The Church now chooses the loveliest flower of spring, the early rose, and brings it into God’s house and into the liturgy. The rose is the image of the soul in grace. The queen of flowers, it blossoms on its stem of thorns. The soul too is surrounded with thorns, the thorns of a world that God once cursed, the thorns of original sin. Yet in spite of these it is raised up to the glory of grace; to grace that is clothed, red as a rose, in the mantle of love; to grace that blossoms forth from the greenery of hope. And as the rose in full bloom displays its countless petals, so too must the soul expand in its Christian life, emitting the sweet fragrance of its virtues. May the garden of the Church this Easter time become a garden of roses, a garden of souls in full bloom with the flowers of grace. For the rose is the symbol of grace (Seasons of Grace, pp. 167-168).

There was a Roman custom (dating at least from the tenth century) of wearing of flowers to celebrate the victory of spring over winter. This led to the tradition of the pope blessing a natural rose in the eleventh century, and later it became a crafted artificial golden rose, often ornately decorated, which after being blessed would be conferred by the pope to either distinguished persons, churches, shrines or cities. Father Francis Weiser, S.J. explains in further detail:

The meaning and symbolism of the Golden Rose is expressed in the prayer of blessing.
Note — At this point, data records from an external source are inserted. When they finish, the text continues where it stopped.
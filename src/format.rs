//! Display formatting for exact rational amounts.
//!
//! The math side of the engine never rounds; everything in this module is
//! display-only. A [`Rational`] is projected to fixed precision, optionally
//! rounded half-up at the chosen digit count, rendered as a plain decimal
//! string, and finally wrapped in a grouped, currency-prefixed form by
//! [`MoneyDisplay`]. Missing values render as an em dash, never a panic.

use std::fmt;

use num_integer::Integer;
use serde::{Deserialize, Serialize};

use crate::models::{CalculatorForm, Currency, DisplayDecimals, Micros};
use crate::rational::Rational;

/// Placeholder for a value that does not exist yet.
pub const EM_DASH: &str = "—";

/// Shown when the gross amount parses to exactly zero.
pub const ZERO_GROSS_NOTICE: &str =
    "A value of 0 converts to 0. If that is not what you intend, enter your gross pay above.";

/// Shown instead of numbers when the net amount is negative.
pub const NEGATIVE_NET_NOTICE: &str =
    "Net pay is negative with these settings. Reduce withholding or deductions to see results.";

/// The display rounding policy: off, or on at a fixed digit count.
#[derive(Debug, Clone, Copy, PartialEq, Eq, Serialize, Deserialize)]
pub struct DisplayOptions {
    /// Whether display rounding is enabled.
    pub round_for_display: bool,
    /// Fractional digits when rounding is enabled.
    pub decimals: DisplayDecimals,
}

impl From<&CalculatorForm> for DisplayOptions {
    fn from(form: &CalculatorForm) -> Self {
        DisplayOptions {
            round_for_display: form.round_for_display,
            decimals: form.display_decimals,
        }
    }
}

/// How [`decimal_string`] treats trailing fractional digits.
#[derive(Debug, Clone, Copy, PartialEq, Eq)]
pub enum FracStyle {
    /// Exactly the requested digit count, zero padded.
    Fixed,
    /// Up to the requested digit count, trailing zeros trimmed.
    Trimmed,
}

/// Rounds a fixed-precision amount half-up at `digits` fractional digits.
///
/// Ties round away from zero in magnitude, not to even: half the dropped
/// unit is added to the magnitude before integer division.
///
/// # Example
///
/// ```
/// use paycheck_engine::format::round_to_decimals;
/// use paycheck_engine::models::Micros;
///
/// // 1234.565 -> 1234.57
/// assert_eq!(
///     round_to_decimals(Micros::new(1_234_565_000), 2),
///     Micros::new(1_234_570_000)
/// );
/// ```
pub fn round_to_decimals(micros: Micros, digits: u32) -> Micros {
    let d = digits.min(6);
    let drop = 6 - d;
    let factor = 10u64.pow(drop);
    let half = factor / 2;

    let neg = micros.raw() < 0;
    let magnitude = micros.raw().unsigned_abs();
    let rounded = (magnitude + half) / factor * factor;

    let raw = i64::try_from(rounded).unwrap_or(i64::MAX);
    Micros::new(if neg { -raw } else { raw })
}

/// Renders a fixed-precision amount as a plain decimal string.
///
/// `digits` is clamped to 0..=6. With zero digits there is no decimal
/// point at all. [`FracStyle::Trimmed`] never trims a non-integer value
/// down to zero fractional digits; only an all-zero fraction loses the
/// point.
pub fn decimal_string(micros: Micros, digits: u32, style: FracStyle) -> String {
    let d = digits.min(6) as usize;
    let neg = micros.raw() < 0;
    let magnitude = micros.raw().unsigned_abs();

    let (int_part, frac_part) = magnitude.div_rem(&(Micros::PER_UNIT as u64));
    let frac6 = format!("{frac_part:06}");

    let mut out = if d == 0 {
        int_part.to_string()
    } else {
        format!("{int_part}.{}", &frac6[..d])
    };

    if d > 0 {
        match style {
            FracStyle::Trimmed => {
                if let Some((int_str, frac_str)) = out.split_once('.') {
                    let trimmed = frac_str.trim_end_matches('0');
                    out = if trimmed.is_empty() {
                        int_str.to_string()
                    } else {
                        format!("{int_str}.{trimmed}")
                    };
                }
            }
            FracStyle::Fixed => {}
        }
    }

    if neg { format!("-{out}") } else { out }
}

/// Converts a rational to its normalized decimal display string.
///
/// With rounding enabled the value is rounded half-up and rendered with
/// exactly the configured digit count; with rounding disabled it is
/// rendered with up to six digits, trailing zeros trimmed.
///
/// # Example
///
/// ```
/// use num_bigint::BigInt;
/// use paycheck_engine::format::{DisplayOptions, format_rational};
/// use paycheck_engine::models::DisplayDecimals;
/// use paycheck_engine::rational::Rational;
///
/// let per_paycheck = Rational::new(BigInt::from(80000), BigInt::from(26));
/// let rounded = DisplayOptions {
///     round_for_display: true,
///     decimals: DisplayDecimals::Two,
/// };
/// assert_eq!(format_rational(&per_paycheck, &rounded), "3076.92");
///
/// let exact = DisplayOptions {
///     round_for_display: false,
///     decimals: DisplayDecimals::Two,
/// };
/// assert_eq!(format_rational(&per_paycheck, &exact), "3076.923076");
/// ```
pub fn format_rational(value: &Rational, opts: &DisplayOptions) -> String {
    let micros = value.to_micros();
    if opts.round_for_display {
        let digits = opts.decimals.digits();
        decimal_string(round_to_decimals(micros, digits), digits, FracStyle::Fixed)
    } else {
        decimal_string(micros, 6, FracStyle::Trimmed)
    }
}

/// Like [`format_rational`], with an em dash for a missing value.
pub fn format_optional(value: Option<&Rational>, opts: &DisplayOptions) -> String {
    match value {
        Some(value) => format_rational(value, opts),
        None => EM_DASH.to_string(),
    }
}

/// A currency-formatted amount: symbol prefix and thousands grouping.
///
/// The engine owns the digits; this type owns presentation. Fraction
/// digit bounds mirror the rounding policy so a rounded value shows
/// exactly its digit count and an exact value shows whatever survives
/// trimming.
///
/// # Example
///
/// ```
/// use num_bigint::BigInt;
/// use paycheck_engine::format::{DisplayOptions, MoneyDisplay};
/// use paycheck_engine::models::{Currency, DisplayDecimals};
/// use paycheck_engine::rational::Rational;
///
/// let amount = Rational::new(BigInt::from(123456), BigInt::from(100));
/// let opts = DisplayOptions {
///     round_for_display: true,
///     decimals: DisplayDecimals::Two,
/// };
/// let display = MoneyDisplay::new(&amount, Currency::Usd, &opts);
/// assert_eq!(display.to_string(), "$1,234.56");
/// ```
#[derive(Debug, Clone, PartialEq, Eq)]
pub struct MoneyDisplay {
    /// The normalized decimal string being rendered.
    pub decimal: String,
    /// The display currency. No conversion happens anywhere.
    pub currency: Currency,
    /// Fraction digits are padded up to this count.
    pub min_fraction_digits: u32,
    /// Fraction digits are cut beyond this count.
    pub max_fraction_digits: u32,
}

impl MoneyDisplay {
    /// Builds the display form of a rational under a rounding policy.
    pub fn new(value: &Rational, currency: Currency, opts: &DisplayOptions) -> Self {
        let (min, max) = if opts.round_for_display {
            (opts.decimals.digits(), opts.decimals.digits())
        } else {
            (0, 6)
        };
        MoneyDisplay {
            decimal: format_rational(value, opts),
            currency,
            min_fraction_digits: min,
            max_fraction_digits: max,
        }
    }

    /// Renders a possibly-missing value, giving an em dash for `None`.
    pub fn optional(value: Option<&Rational>, currency: Currency, opts: &DisplayOptions) -> String {
        match value {
            Some(value) => MoneyDisplay::new(value, currency, opts).to_string(),
            None => EM_DASH.to_string(),
        }
    }
}

impl fmt::Display for MoneyDisplay {
    fn fmt(&self, f: &mut fmt::Formatter<'_>) -> fmt::Result {
        let (neg, unsigned) = match self.decimal.strip_prefix('-') {
            Some(rest) => (true, rest),
            None => (false, self.decimal.as_str()),
        };
        let (int_part, frac_part) = match unsigned.split_once('.') {
            Some((int_part, frac_part)) => (int_part, frac_part),
            None => (unsigned, ""),
        };

        let max = self.max_fraction_digits as usize;
        let min = self.min_fraction_digits as usize;
        let mut frac: String = frac_part.chars().take(max).collect();
        while frac.len() < min {
            frac.push('0');
        }

        if neg {
            f.write_str("-")?;
        }
        f.write_str(self.currency.symbol())?;
        f.write_str(&group_thousands(int_part))?;
        if !frac.is_empty() {
            write!(f, ".{frac}")?;
        }
        Ok(())
    }
}

/// Echo form of a parsed input amount: grouped, trailing zeros trimmed.
///
/// Hosts show this in place of the raw field text once the field loses
/// focus, so `"1234.5"` reads back as `"1,234.5"`.
pub fn grouped_amount(micros: Micros) -> String {
    let decimal = decimal_string(micros, 6, FracStyle::Trimmed);
    let (neg, unsigned) = match decimal.strip_prefix('-') {
        Some(rest) => (true, rest),
        None => (false, decimal.as_str()),
    };
    let (int_part, frac_part) = match unsigned.split_once('.') {
        Some((int_part, frac_part)) => (int_part, frac_part),
        None => (unsigned, ""),
    };

    let mut out = String::new();
    if neg {
        out.push('-');
    }
    out.push_str(&group_thousands(int_part));
    if !frac_part.is_empty() {
        out.push('.');
        out.push_str(frac_part);
    }
    out
}

/// Inserts a comma between every group of three integer digits.
fn group_thousands(digits: &str) -> String {
    let len = digits.len();
    let mut out = String::with_capacity(len + len / 3);
    for (i, c) in digits.chars().enumerate() {
        if i > 0 && (len - i) % 3 == 0 {
            out.push(',');
        }
        out.push(c);
    }
    out
}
It represents Christ in the shining splendor of His majesty, the “flower sprung from the Root of Jesse.” From this ecclesiastical custom Laetare Sunday acquired its German name, Rosensonntag (Sunday of the Rose) (The Easter Book, p. 72).

And this is the translation of the traditional Golden Rose blessing:

O Lord, on this day,
when the Church exults in Thy name and manifests her joy by this sign,
confer upon us through her true and perfect joy and accepting her devotion of today;
do Thou remit sin, strengthen faith, increase piety, protect her in Thy mercy,
drive away all things adverse to her and make her ways safe and prosperous,
so that Thy Church, as the fruit of good works,
may unite in giving forth the perfume of the ointment
of that flower sprung from the Root of Jesse
and which is the mystical flower of the field and lily of the valleys,
And remain happy without end in eternal glory together with all the saints.

James-Charles Noonan, Jr., shares the historical aspect of the Golden Rose:

...The Rose has romantic origins. A society of religious sisters in Tulle, Alsace, was granted independence from the local bishop by Pope Leo IX in 1049. In gratitude for this mark of papal respect and in natural gratitude for independence from local authority, the community sent a delegation to Rome each year to present the pope with a “golden rose.”

...Although the Rose itself has taken many forms of design through the ages, it is always made of solid gold. The original design was quite simple, but later, with the influence of the baroque period, it became quite ornate. During the modern pontificates of Paul VI and his successors, it has once again taken a more simplified design.

In the past, the Golden Rose was encrusted with sapphires, gems usually reserved for members of the Sacred College. Sapphires were chosen as a symbolic reference to the high esteem of the Golden Rose and its recipients. The base of the Rose, regardless of its design, has always had a hidden basin as a repository for balsam and musk. The Rose is bestowed on those recipients who, through the virtue of their lives, exude the fragrance of all virtues, thus the incorporation of symbolic fragrances. The basin also incorporated a reliquary for a relic of the True Cross (The Church Visible, pp. 106-107).

He describes the first time it was awarded, during the First Crusade in 1096, and highlights some who have received this gift of the Roman Pontiff. The rose is still given even in this pontificate, but less as mark of personal stature. Pope Francis has given the rose to two Marian shrines.

So those rose vestments should bring to mind the spring season, muted rejoicing, the Golden Rose, the Root of Jesse, etc., which are all much richer thoughts than the bi-annual jokes about whether the priest is or is not wearing pink.